The story has haunted me for nearly ten years. Not just because it is one of the gnarliest ethical problems I have ever come across. But also because in the aftermath of the crash of the Industrial Age — perhaps well before the crash, during the current preliminary stresses — every one of us is going to face the kind of decision Gretna had to make. We will be asked to give help to distressed neighbors when giving that help will endanger our own survival. How will we answer?
Right now, Greece is trying to answer. With its people struggling to survive under a government that is broke and threatening to fly apart, its shores and islands are besieged by a tidal wave of refugees from North Africa. Italy and Spain are similarly afflicted. In many cases they have to rescue the refugees from disable, swamped and/or capsized boats just to get them to dry land, after which no one has any idea what to do with them, at whose expense.
How long will it be, do we think, before the scant armed forces of these Euro-strapped countries will be used not to rescue, but to form a line, like they did across the Interstate at Gretna? Very sorry. Can’t help you. And before we condemn the very idea as a crime against humanity, is it not incumbent upon us to define a workable alternative?
The problem is spreading like a California wildfire. As The Atlantic reported just yesterday (look at the pictures, you will not forget them) the world may never have seen so many refugees as are in flight right now:
“The United Nations announced last year that forced displacement had topped 50 million globally, and early tracking indicates that number may increase yet again this year.

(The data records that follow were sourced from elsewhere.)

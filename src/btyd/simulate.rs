//! simulate — seeded synthetic customer populations.
//!
//! Purpose
//! -------
//! Draw summary data from the generative process behind each purchase
//! model, for tests, demos and sanity checks of fitted parameters.
//!
//! Key behaviors
//! -------------
//! - BG/NBD: `λ ~ Gamma(r, α)`, `p ~ Beta(a, b)`; exponential gaps at rate
//!   `λ`, and after each repeat purchase the customer drops out with
//!   probability `p`.
//! - MBG/NBD: as BG/NBD, plus a dropout draw at time zero.
//! - Pareto/NBD: `λ ~ Gamma(r, α)`, `μ ~ Gamma(s, β)`; purchases at rate
//!   `λ` until an exponential lifetime with rate `μ` ends.
//! - BG/BB: `p ~ Beta(α, β)`, `θ ~ Beta(γ, δ)`; at each of `n` opportunities
//!   the customer first dies with probability `θ`, then transacts with
//!   probability `p`.
//!
//! Invariants & assumptions
//! ------------------------
//! - Gamma draws use the rate parameterization of the models (scale
//!   `1/rate` in `rand_distr`).
//! - Equal seeds give identical populations.
//! - Output always satisfies the [`SummaryData`] invariants.
use crate::btyd::{
    core::data::SummaryData,
    errors::{BtydError, BtydResult},
    models::{
        beta_geo::BetaGeoParams, beta_geo_beta_binom::BetaGeoBetaBinomParams,
        modified_beta_geo::ModifiedBetaGeoParams, pareto_nbd::ParetoNbdParams,
    },
};
use ndarray::Array1;
use rand::{Rng, SeedableRng, rngs::StdRng};
use rand_distr::{Beta, Distribution, Exp1, Gamma};

/// Gamma with shape `shape` and rate `rate`.
fn gamma_rate(name: &str, shape: f64, rate: f64) -> BtydResult<Gamma<f64>> {
    Gamma::new(shape, 1.0 / rate).map_err(|_| BtydError::InvalidParams {
        name: name.to_string(),
        value: rate,
        reason: "cannot parameterize a Gamma distribution",
    })
}

fn beta(name: &str, a: f64, b: f64) -> BtydResult<Beta<f64>> {
    Beta::new(a, b).map_err(|_| BtydError::InvalidParams {
        name: name.to_string(),
        value: a,
        reason: "cannot parameterize a Beta distribution",
    })
}

/// Next arrival after `t` for a Poisson process with rate `lambda`.
///
/// A zero rate (possible after Gamma underflow) never arrives.
fn next_arrival<R: Rng>(rng: &mut R, t: f64, lambda: f64) -> f64 {
    if lambda > 0.0 {
        t + rng.sample::<f64, _>(Exp1) / lambda
    } else {
        f64::INFINITY
    }
}

/// Repeat purchases of a beta-geometric customer alive at time zero.
fn beta_geometric_history<R: Rng>(rng: &mut R, lambda: f64, p: f64, age: f64) -> (f64, f64) {
    let (mut t, mut x, mut t_x) = (0.0, 0.0, 0.0);
    loop {
        t = next_arrival(rng, t, lambda);
        if t > age {
            return (x, t_x);
        }
        x += 1.0;
        t_x = t;
        if rng.gen_range(0.0..1.0) < p {
            return (x, t_x);
        }
    }
}

fn collect(histories: Vec<(f64, f64)>, ages: &Array1<f64>) -> BtydResult<SummaryData> {
    let (frequency, recency): (Vec<f64>, Vec<f64>) = histories.into_iter().unzip();
    SummaryData::new(Array1::from(frequency), Array1::from(recency), ages.clone(), None)
}

/// simulate_beta_geo — BG/NBD population with the given observation ages.
///
/// Parameters
/// ----------
/// - `params`: `&BetaGeoParams`
/// - `ages`: `&Array1<f64>`
///   Observation length `T` of each simulated customer.
/// - `seed`: `u64`
///
/// Errors
/// ------
/// - `BtydError::InvalidParams` if a mixing distribution cannot be built.
/// - Validation errors of [`SummaryData::new`] for invalid `ages`.
pub fn simulate_beta_geo(
    params: &BetaGeoParams, ages: &Array1<f64>, seed: u64,
) -> BtydResult<SummaryData> {
    let mut rng = StdRng::seed_from_u64(seed);
    let rates = gamma_rate("alpha", params.r, params.alpha)?;
    let dropout = beta("a", params.a, params.b)?;
    let histories = ages
        .iter()
        .map(|&age| {
            let lambda = rates.sample(&mut rng);
            let p = dropout.sample(&mut rng);
            beta_geometric_history(&mut rng, lambda, p, age)
        })
        .collect();
    collect(histories, ages)
}

/// MBG/NBD population; customers may drop out before any repeat purchase.
///
/// # Errors
/// - As [`simulate_beta_geo`].
pub fn simulate_modified_beta_geo(
    params: &ModifiedBetaGeoParams, ages: &Array1<f64>, seed: u64,
) -> BtydResult<SummaryData> {
    let mut rng = StdRng::seed_from_u64(seed);
    let rates = gamma_rate("alpha", params.r, params.alpha)?;
    let dropout = beta("a", params.a, params.b)?;
    let histories = ages
        .iter()
        .map(|&age| {
            let lambda = rates.sample(&mut rng);
            let p = dropout.sample(&mut rng);
            if rng.gen_range(0.0..1.0) < p {
                (0.0, 0.0)
            } else {
                beta_geometric_history(&mut rng, lambda, p, age)
            }
        })
        .collect();
    collect(histories, ages)
}

/// Pareto/NBD population with the given observation ages.
///
/// # Errors
/// - As [`simulate_beta_geo`].
pub fn simulate_pareto_nbd(
    params: &ParetoNbdParams, ages: &Array1<f64>, seed: u64,
) -> BtydResult<SummaryData> {
    let mut rng = StdRng::seed_from_u64(seed);
    let rates = gamma_rate("alpha", params.r, params.alpha)?;
    let hazards = gamma_rate("beta", params.s, params.beta)?;
    let histories = ages
        .iter()
        .map(|&age| {
            let lambda = rates.sample(&mut rng);
            let mu = hazards.sample(&mut rng);
            let end = next_arrival(&mut rng, 0.0, mu).min(age);
            let (mut t, mut x, mut t_x) = (0.0, 0.0, 0.0);
            loop {
                t = next_arrival(&mut rng, t, lambda);
                if t > end {
                    break (x, t_x);
                }
                x += 1.0;
                t_x = t;
            }
        })
        .collect();
    collect(histories, ages)
}

/// simulate_beta_geo_beta_binom — discrete-time BG/BB population.
///
/// Parameters
/// ----------
/// - `params`: `&BetaGeoBetaBinomParams`
/// - `n_periods`: `u32`
///   Transaction opportunities after the initial purchase.
/// - `n_customers`: `usize`
/// - `seed`: `u64`
///
/// Returns
/// -------
/// `BtydResult<SummaryData>`
///   Frequency, recency (last period with a transaction, `0` if none) and
///   `periods = n_periods` for every customer.
///
/// Errors
/// ------
/// - `BtydError::InvalidParams` if a mixing distribution cannot be built.
/// - `BtydError::EmptyData` for `n_customers = 0`.
pub fn simulate_beta_geo_beta_binom(
    params: &BetaGeoBetaBinomParams, n_periods: u32, n_customers: usize, seed: u64,
) -> BtydResult<SummaryData> {
    let mut rng = StdRng::seed_from_u64(seed);
    let transact = beta("alpha", params.alpha, params.beta)?;
    let dropout = beta("gamma", params.gamma, params.delta)?;
    let histories = (0..n_customers)
        .map(|_| {
            let p = transact.sample(&mut rng);
            let theta = dropout.sample(&mut rng);
            let (mut x, mut t_x) = (0.0, 0.0);
            for period in 1..=n_periods {
                if rng.gen_range(0.0..1.0) < theta {
                    break;
                }
                if rng.gen_range(0.0..1.0) < p {
                    x += 1.0;
                    t_x = f64::from(period);
                }
            }
            (x, t_x)
        })
        .collect();
    collect(histories, &Array1::from_elem(n_customers, f64::from(n_periods)))
}

#[cfg(test)]
mod tests {
    use super::*;
    use crate::btyd::models::traits::PurchaseModel;

    // -------------------------------------------------------------------------
    // Scope
    // -----
    // - Reproducibility under a fixed seed.
    // - Sample mean frequency against the closed-form `E[X(t)]`.
    // - Structural constraints of the generated histories.
    // -------------------------------------------------------------------------

    fn mean(values: &Array1<f64>) -> f64 {
        values.sum() / values.len() as f64
    }

    #[test]
    // Purpose
    // -------
    // Equal seeds reproduce a population; different seeds do not.
    //
    // Given
    // -----
    // - BG/NBD (0.243, 4.414, 0.793, 2.426), 500 customers at T = 39.
    //
    // Expect
    // ------
    // - Identical data for seed 7 twice; different data for seed 8.
    fn seeds_reproduce_populations() {
        let params = BetaGeoParams::new(0.243, 4.414, 0.793, 2.426).expect("valid params");
        let ages = Array1::from_elem(500, 39.0);
        let first = simulate_beta_geo(&params, &ages, 7).expect("simulates");
        let again = simulate_beta_geo(&params, &ages, 7).expect("simulates");
        let other = simulate_beta_geo(&params, &ages, 8).expect("simulates");
        assert_eq!(first, again);
        assert_ne!(first, other);
    }

    #[test]
    // Purpose
    // -------
    // Continuous-time simulators match the closed-form mean purchase count.
    //
    // Given
    // -----
    // - 20 000 customers at T = 39 for BG/NBD and Pareto/NBD reference
    //   parameters; E[X(39)] ≈ 1.197 and ≈ 1.213 (sample sd ≈ 2.5).
    //
    // Expect
    // ------
    // - Sample means within 0.1 of `E[X(39)]`.
    fn continuous_time_means_match_expectation() {
        let ages = Array1::from_elem(20_000, 39.0);

        let bg = BetaGeoParams::new(0.243, 4.414, 0.793, 2.426).expect("valid params");
        let bg_data = simulate_beta_geo(&bg, &ages, 11).expect("simulates");
        let bg_gap = mean(&bg_data.frequency) - bg.expected_number_of_purchases_up_to_time(39.0);
        assert!(bg_gap.abs() < 0.1, "BG/NBD gap {bg_gap}");

        let pareto = ParetoNbdParams::new(0.5534, 10.5802, 0.6061, 11.6562).expect("valid");
        let pareto_data = simulate_pareto_nbd(&pareto, &ages, 12).expect("simulates");
        let pareto_gap =
            mean(&pareto_data.frequency) - pareto.expected_number_of_purchases_up_to_time(39.0);
        assert!(pareto_gap.abs() < 0.1, "Pareto/NBD gap {pareto_gap}");
    }

    #[test]
    // Purpose
    // -------
    // BG/BB histories respect the discrete structure and the model mean.
    //
    // Given
    // -----
    // - (1.204, 0.750, 0.657, 2.783), six periods, 20 000 customers;
    //   E[X(6)] ≈ 2.22.
    //
    // Expect
    // ------
    // - Whole-number frequency ≤ recency ≤ 6; mean within 0.1 of E[X(6)].
    fn discrete_histories_are_consistent() {
        let params = BetaGeoBetaBinomParams::new(1.204, 0.750, 0.657, 2.783).expect("valid");
        let data = simulate_beta_geo_beta_binom(&params, 6, 20_000, 3).expect("simulates");
        for (x, t_x, n) in data.rows() {
            assert_eq!(x.fract(), 0.0);
            assert!(x <= t_x && t_x <= n && n == 6.0);
        }
        let gap = mean(&data.frequency) - params.expected_number_of_purchases_up_to_time(6.0);
        assert!(gap.abs() < 0.1, "BG/BB gap {gap}");
    }

    #[test]
    // Purpose
    // -------
    // MBG/NBD customers can leave before buying again, so more customers
    // have zero repeat purchases than under BG/NBD with equal parameters.
    //
    // Given
    // -----
    // - (0.525, 6.183, 0.891, 1.614) for both models, 5 000 customers, T = 30.
    //
    // Expect
    // ------
    // - More zero-frequency customers under MBG/NBD.
    fn modified_model_has_more_zeros() {
        let ages = Array1::from_elem(5_000, 30.0);
        let bg = BetaGeoParams::new(0.525, 6.183, 0.891, 1.614).expect("valid");
        let mbg = ModifiedBetaGeoParams::new(0.525, 6.183, 0.891, 1.614).expect("valid");
        let zeros = |d: &SummaryData| d.frequency.iter().filter(|&&x| x == 0.0).count();
        let bg_zeros = zeros(&simulate_beta_geo(&bg, &ages, 5).expect("simulates"));
        let mbg_zeros = zeros(&simulate_modified_beta_geo(&mbg, &ages, 5).expect("simulates"));
        assert!(mbg_zeros > bg_zeros);
    }
}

Multiple crises worldwide are driving the record migrations, which include Africans and Middle Easterners entering Europe, Rohingya Muslims fleeing Burma, Central Americans traveling to the U.S., civilians escaping violence in Syria, Yemen, Burundi, Somalia, Iraq, and more—all undertaking risky journeys to find better lives.”

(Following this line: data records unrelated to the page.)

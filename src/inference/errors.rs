//! Unified error handling for inference routines.
//!
//! `InferenceError` covers the failures of post-estimation diagnostics:
//! singular or indefinite curvature at the optimum, invalid confidence
//! levels, shape mismatches, and optimizer-layer errors raised while the
//! Hessian is approximated. `InferenceResult<T>` standardizes the return
//! type across inference code.
use crate::optimization::errors::OptError;
use thiserror::Error;

pub type InferenceResult<T> = Result<T, InferenceError>;

#[derive(Debug, Clone, PartialEq, Error)]
pub enum InferenceError {
    // ---- Curvature ----
    /// The Hessian is singular or not positive definite at the optimum.
    #[error(
        "Singular or non positive definite Hessian: eigenvalues in [{min_eigenvalue}, {max_eigenvalue}]"
    )]
    SingularHessian { min_eigenvalue: f64, max_eigenvalue: f64 },

    #[error("Non-finite variance at index {index}: {value}")]
    NonFiniteVariance { index: usize, value: f64 },

    // ---- Options ----
    #[error("Invalid confidence level {level}: {reason}")]
    InvalidConfidenceLevel { level: f64, reason: &'static str },

    // ---- Shapes ----
    #[error("Dimension mismatch: expected {expected}, found {found}")]
    DimMismatch { expected: usize, found: usize },

    // ---- Optimizer passthrough ----
    #[error(transparent)]
    Opt(#[from] OptError),
}

#[cfg(test)]
mod tests {
    use super::*;

    // -------------------------------------------------------------------------
    // Scope
    // -----
    // - Conversion from `OptError`.
    // - Display of a representative variant.
    // -------------------------------------------------------------------------

    #[test]
    // Purpose
    // -------
    // Optimizer errors pass through unchanged and keep their message.
    //
    // Given
    // -----
    // - `OptError::EmptyTheta`.
    //
    // Expect
    // ------
    // - `InferenceError::Opt(EmptyTheta)` with the same Display string.
    fn opt_errors_convert_transparently() {
        let err: InferenceError = OptError::EmptyTheta.into();
        assert_eq!(err.to_string(), OptError::EmptyTheta.to_string());
        assert_eq!(err, InferenceError::Opt(OptError::EmptyTheta));
    }

    #[test]
    // Purpose
    // -------
    // The confidence-level message names the offending value.
    //
    // Given
    // -----
    // - level = 1.5.
    //
    // Expect
    // ------
    // - The Display string contains "1.5".
    fn confidence_level_message_contains_value() {
        let err = InferenceError::InvalidConfidenceLevel { level: 1.5, reason: "must be in (0, 1)" };
        assert!(err.to_string().contains("1.5"));
    }
}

The under-appreciated fact is that most of these movements have as their root cause, climate change: chronic drought leading to hunger and thirst, leading to revolution and civil war and chaos.

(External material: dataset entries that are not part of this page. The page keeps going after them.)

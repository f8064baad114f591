//! inference::hessian — covariance, standard errors and confidence intervals.
//!
//! Purpose
//! -------
//! Turn the curvature of a fitted objective into parameter uncertainty:
//! a finite-difference Hessian in optimizer space is inverted into a
//! covariance matrix, mapped to model space with the delta method, and
//! summarized as standard errors and normal confidence intervals.
//!
//! Key behaviors
//! -------------
//! - [`covariance_from_hessian`]: `Σ_θ = (W · H)⁻¹` through a symmetric
//!   eigendecomposition, rejecting singular or indefinite `H`.
//! - [`standard_errors`]: square roots of the covariance diagonal.
//! - [`normal_quantile`] and [`confidence_intervals`]: two-sided normal
//!   intervals `p ± z · se`.
//! - [`compute_diagnostics`]: the whole chain for a fitted objective.
//!
//! Invariants & assumptions
//! ------------------------
//! - `H` is the Hessian of the **mean** penalized negative log-likelihood
//!   (the optimizer cost divided by the total weight `W`), so `W · H` is
//!   the observed information of the summed objective.
//! - A Hessian counts as singular when `λ_max ≤ 0` or
//!   `λ_min ≤ EIGEN_EPS · λ_max`. Singular curvature is an error here;
//!   callers decide whether to drop diagnostics.
//! - The model-space Jacobian is diagonal (one θ coordinate per parameter).
//!
//! Conventions
//! -----------
//! - `ndarray` in and out; `nalgebra::DMatrix` only for the eigen solve.
//! - Confidence intervals are returned as a `k × 2` matrix of
//!   `[lower, upper]` rows in parameter order.
//!
//! Testing notes
//! -------------
//! - Unit tests cover analytic inverses of diagonal and correlated
//!   matrices, the singular and indefinite rejections, the 95% quantile,
//!   and the full chain on a quadratic objective with a log link.
use crate::{
    inference::errors::{InferenceError, InferenceResult},
    optimization::{
        loglik_optimizer::{Theta, finite_diff::compute_hessian, types::Hessian},
        numerical_stability::transformations::{EIGEN_EPS, delta_method},
    },
};
use nalgebra::DMatrix;
use ndarray::{Array1, Array2};
use serde::{Deserialize, Serialize};
use statrs::distribution::{ContinuousCDF, Normal};

/// Default two-sided confidence level for reported intervals.
pub const DEFAULT_CONFIDENCE_LEVEL: f64 = 0.95;

/// Uncertainty summary of a fitted parameter vector, in model space.
///
/// - `covariance`: `k × k` delta-method covariance.
/// - `standard_errors`: length-`k` square roots of its diagonal.
/// - `confidence_intervals`: `k × 2` rows of `[lower, upper]`.
/// - `confidence_level`: the level the intervals were built for.
#[derive(Debug, Clone, PartialEq, Serialize, Deserialize)]
pub struct Diagnostics {
    pub covariance: Array2<f64>,
    pub standard_errors: Array1<f64>,
    pub confidence_intervals: Array2<f64>,
    pub confidence_level: f64,
}

/// compute_diagnostics — uncertainty summary at an optimum.
///
/// Parameters
/// ----------
/// - `objective`: `&F`
///   Mean penalized negative log-likelihood `θ ↦ NLL(θ) / W`.
/// - `theta_hat`: `&Theta`
///   Optimum in optimizer space.
/// - `total_weight`: `f64`
///   `W`, the sum of subject weights.
/// - `estimates`: `&Array1<f64>`
///   Model-space parameters reported to the caller, in θ order.
/// - `jacobian`: `&Array1<f64>`
///   Diagonal of `dp/dθ` at the optimum, in θ order.
/// - `level`: `f64`
///   Two-sided confidence level in `(0, 1)`.
///
/// Returns
/// -------
/// `InferenceResult<Diagnostics>`
///
/// Errors
/// ------
/// - `InferenceError::Opt` if the Hessian cannot be approximated.
/// - `InferenceError::SingularHessian` for singular or indefinite curvature.
/// - `InferenceError::DimMismatch` if `estimates` or `jacobian` do not match
///   `theta_hat`.
/// - `InferenceError::InvalidConfidenceLevel` for a level outside `(0, 1)`.
pub fn compute_diagnostics<F: Fn(&Theta) -> f64>(
    objective: &F, theta_hat: &Theta, total_weight: f64, estimates: &Array1<f64>,
    jacobian: &Array1<f64>, level: f64,
) -> InferenceResult<Diagnostics> {
    let k = theta_hat.len();
    for found in [estimates.len(), jacobian.len()] {
        if found != k {
            return Err(InferenceError::DimMismatch { expected: k, found });
        }
    }
    let z = normal_quantile(level)?;
    let hessian = compute_hessian(objective, theta_hat)?;
    let cov_theta = covariance_from_hessian(&hessian, total_weight)?;
    let covariance = delta_method(&cov_theta, jacobian);
    let standard_errors = standard_errors(&covariance)?;
    let confidence_intervals = intervals_with_quantile(estimates, &standard_errors, z);
    Ok(Diagnostics { covariance, standard_errors, confidence_intervals, confidence_level: level })
}

/// covariance_from_hessian — `(W · H)⁻¹` for a positive definite `H`.
///
/// Parameters
/// ----------
/// - `hessian`: `&Hessian`
///   Symmetric `k × k` Hessian of the mean objective.
/// - `total_weight`: `f64`
///   Multiplier `W` turning the mean objective into the summed one.
///
/// Returns
/// -------
/// `InferenceResult<Array2<f64>>`
///   The symmetric inverse `Q diag(1 / (W λ)) Qᵀ`.
///
/// Errors
/// ------
/// - `InferenceError::SingularHessian` when `λ_max ≤ 0` or
///   `λ_min ≤ EIGEN_EPS · λ_max`, or when `W` is not positive.
/// - `InferenceError::DimMismatch` for a non-square input.
pub fn covariance_from_hessian(
    hessian: &Hessian, total_weight: f64,
) -> InferenceResult<Array2<f64>> {
    let k = hessian.nrows();
    if hessian.ncols() != k {
        return Err(InferenceError::DimMismatch { expected: k, found: hessian.ncols() });
    }
    let info = DMatrix::<f64>::from_fn(k, k, |i, j| total_weight * hessian[[i, j]]);
    let eigen = info.symmetric_eigen();
    let max_eigenvalue = eigen.eigenvalues.iter().copied().fold(f64::NEG_INFINITY, f64::max);
    let min_eigenvalue = eigen.eigenvalues.iter().copied().fold(f64::INFINITY, f64::min);
    if !(max_eigenvalue > 0.0) || !(min_eigenvalue > EIGEN_EPS * max_eigenvalue) {
        return Err(InferenceError::SingularHessian { min_eigenvalue, max_eigenvalue });
    }
    let q = &eigen.eigenvectors;
    let mut cov = Array2::<f64>::zeros((k, k));
    for i in 0..k {
        for j in 0..=i {
            let value: f64 =
                eigen.eigenvalues.iter().enumerate().map(|(m, &l)| q[(i, m)] * q[(j, m)] / l).sum();
            cov[[i, j]] = value;
            cov[[j, i]] = value;
        }
    }
    Ok(cov)
}

/// Square roots of the covariance diagonal.
///
/// # Errors
/// [`InferenceError::NonFiniteVariance`] for a negative or non-finite
/// variance.
pub fn standard_errors(covariance: &Array2<f64>) -> InferenceResult<Array1<f64>> {
    let diag = covariance.diag();
    let mut se = Array1::<f64>::zeros(diag.len());
    for (index, &value) in diag.iter().enumerate() {
        if !value.is_finite() || value < 0.0 {
            return Err(InferenceError::NonFiniteVariance { index, value });
        }
        se[index] = value.sqrt();
    }
    Ok(se)
}

/// Two-sided standard-normal quantile `z = Φ⁻¹((1 + level) / 2)`.
///
/// # Errors
/// [`InferenceError::InvalidConfidenceLevel`] unless `0 < level < 1`.
pub fn normal_quantile(level: f64) -> InferenceResult<f64> {
    if !level.is_finite() || level <= 0.0 || level >= 1.0 {
        return Err(InferenceError::InvalidConfidenceLevel {
            level,
            reason: "Confidence level must lie strictly between 0 and 1.",
        });
    }
    let std_normal = Normal::new(0.0, 1.0).map_err(|_| InferenceError::InvalidConfidenceLevel {
        level,
        reason: "Standard normal distribution unavailable.",
    })?;
    Ok(std_normal.inverse_cdf(0.5 * (1.0 + level)))
}

/// Normal confidence intervals `estimate ± z · se` as a `k × 2` matrix.
///
/// # Errors
/// - [`InferenceError::InvalidConfidenceLevel`] for a level outside `(0, 1)`.
/// - [`InferenceError::DimMismatch`] if the two vectors differ in length.
pub fn confidence_intervals(
    estimates: &Array1<f64>, standard_errors: &Array1<f64>, level: f64,
) -> InferenceResult<Array2<f64>> {
    if estimates.len() != standard_errors.len() {
        return Err(InferenceError::DimMismatch {
            expected: estimates.len(),
            found: standard_errors.len(),
        });
    }
    let z = normal_quantile(level)?;
    Ok(intervals_with_quantile(estimates, standard_errors, z))
}

// ---- Helper methods ----

fn intervals_with_quantile(estimates: &Array1<f64>, se: &Array1<f64>, z: f64) -> Array2<f64> {
    let mut out = Array2::<f64>::zeros((estimates.len(), 2));
    for (i, (&p, &s)) in estimates.iter().zip(se.iter()).enumerate() {
        out[[i, 0]] = p - z * s;
        out[[i, 1]] = p + z * s;
    }
    out
}

#[cfg(test)]
mod tests {
    use super::*;
    use approx::assert_abs_diff_eq;
    use ndarray::array;

    // -------------------------------------------------------------------------
    // Scope
    // -----
    // - Inversion of positive definite Hessians, with and without correlation.
    // - Singular and indefinite rejections.
    // - Normal quantiles and interval construction.
    // - The full diagnostics chain on a quadratic objective.
    // -------------------------------------------------------------------------

    #[test]
    // Purpose
    // -------
    // The covariance of a correlated 2×2 Hessian equals its analytic inverse
    // divided by the weight.
    //
    // Given
    // -----
    // - H = [[2, 1], [1, 2]], W = 4.
    //
    // Expect
    // ------
    // - (W H)⁻¹ = [[2, -1], [-1, 2]] / 12.
    fn covariance_matches_analytic_inverse() {
        // Arrange
        let h = array![[2.0, 1.0], [1.0, 2.0]];

        // Act
        let cov = covariance_from_hessian(&h, 4.0).expect("positive definite");

        // Assert
        assert_abs_diff_eq!(cov[[0, 0]], 2.0 / 12.0, epsilon = 1e-12);
        assert_abs_diff_eq!(cov[[0, 1]], -1.0 / 12.0, epsilon = 1e-12);
        assert_abs_diff_eq!(cov[[1, 1]], 2.0 / 12.0, epsilon = 1e-12);
        assert_eq!(cov[[0, 1]], cov[[1, 0]]);
    }

    #[test]
    // Purpose
    // -------
    // Singular and indefinite matrices are rejected.
    //
    // Given
    // -----
    // - A rank-one matrix of ones and diag(1, -1).
    //
    // Expect
    // ------
    // - `SingularHessian` in both cases.
    fn singular_and_indefinite_hessians_are_rejected() {
        let rank_one = Array2::<f64>::ones((2, 2));
        let indefinite = array![[1.0, 0.0], [0.0, -1.0]];
        assert!(matches!(
            covariance_from_hessian(&rank_one, 1.0),
            Err(InferenceError::SingularHessian { .. })
        ));
        assert!(matches!(
            covariance_from_hessian(&indefinite, 1.0),
            Err(InferenceError::SingularHessian { .. })
        ));
    }

    #[test]
    // Purpose
    // -------
    // The 95% quantile is 1.959964 and intervals are symmetric around the
    // estimate.
    //
    // Given
    // -----
    // - estimates (1, 2), standard errors (0.1, 0.5), level 0.95.
    //
    // Expect
    // ------
    // - Half-widths 0.196 and 0.980; invalid levels rejected.
    fn normal_intervals_use_two_sided_quantile() {
        // Arrange
        let estimates = array![1.0, 2.0];
        let se = array![0.1, 0.5];

        // Act
        let z = normal_quantile(0.95).expect("valid level");
        let ci = confidence_intervals(&estimates, &se, 0.95).expect("valid inputs");

        // Assert
        assert_abs_diff_eq!(z, 1.959_963_984_540_054, epsilon = 1e-8);
        assert_abs_diff_eq!(ci[[0, 1]] - ci[[0, 0]], 2.0 * z * 0.1, epsilon = 1e-12);
        assert_abs_diff_eq!(ci[[1, 0]], 2.0 - z * 0.5, epsilon = 1e-12);
        assert!(normal_quantile(1.0).is_err());
        assert!(normal_quantile(0.0).is_err());
    }

    #[test]
    // Purpose
    // -------
    // The full chain reproduces the analytic delta-method standard error.
    //
    // Given
    // -----
    // - Mean objective c(θ) = (θ - ln 2)² / 2 (unit curvature), W = 100,
    //   log link p = exp(θ) with θ̂ = ln 2.
    //
    // Expect
    // ------
    // - se(p) = p · sqrt(1 / 100) = 0.2.
    fn diagnostics_apply_delta_method_through_log_link() {
        // Arrange
        let theta_hat = array![2.0_f64.ln()];
        let objective = |t: &Theta| 0.5 * (t[0] - 2.0_f64.ln()).powi(2);
        let estimates = array![2.0];
        let jacobian = array![2.0];

        // Act
        let diag = compute_diagnostics(&objective, &theta_hat, 100.0, &estimates, &jacobian, 0.9)
            .expect("positive curvature");

        // Assert
        assert_abs_diff_eq!(diag.standard_errors[0], 0.2, epsilon = 1e-5);
        assert_eq!(diag.confidence_level, 0.9);
        assert!(diag.confidence_intervals[[0, 0]] < 2.0 && diag.confidence_intervals[[0, 1]] > 2.0);
    }
}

All of which, hideous as it is, seems comfortably far away. It is, surely, their end of the boat that is sinking. This is America.
Where the states of California, Nevada and Arizona. among others, are toast in the summer sun, their snow packs long gone, their lakes and streams withering away, their crops crisping in the merciless heat. How long will it be before lines of desperate people begin trudging along Interstate 5 into Oregon (nobody in their right mind is going to trudge south, or straight east). And how long before Oregon says, out of the direst of necessities, “Sorry, can’t help you.”
And how long do we suppose it will be before one day, with the power out and the water off and the phones down and the food running out, our neighbor comes to our gate and says, “I’m hungry and I’m thirsty and I need your help.” Okay, that’s one question and it’s fairly easy to handle. Now the next question: what if, in a line behind him, there are a couple dozen more neighbors?
What do we decide, and how do we make the decision?
By comparison, Sophie’s Choice was pretty straightforward.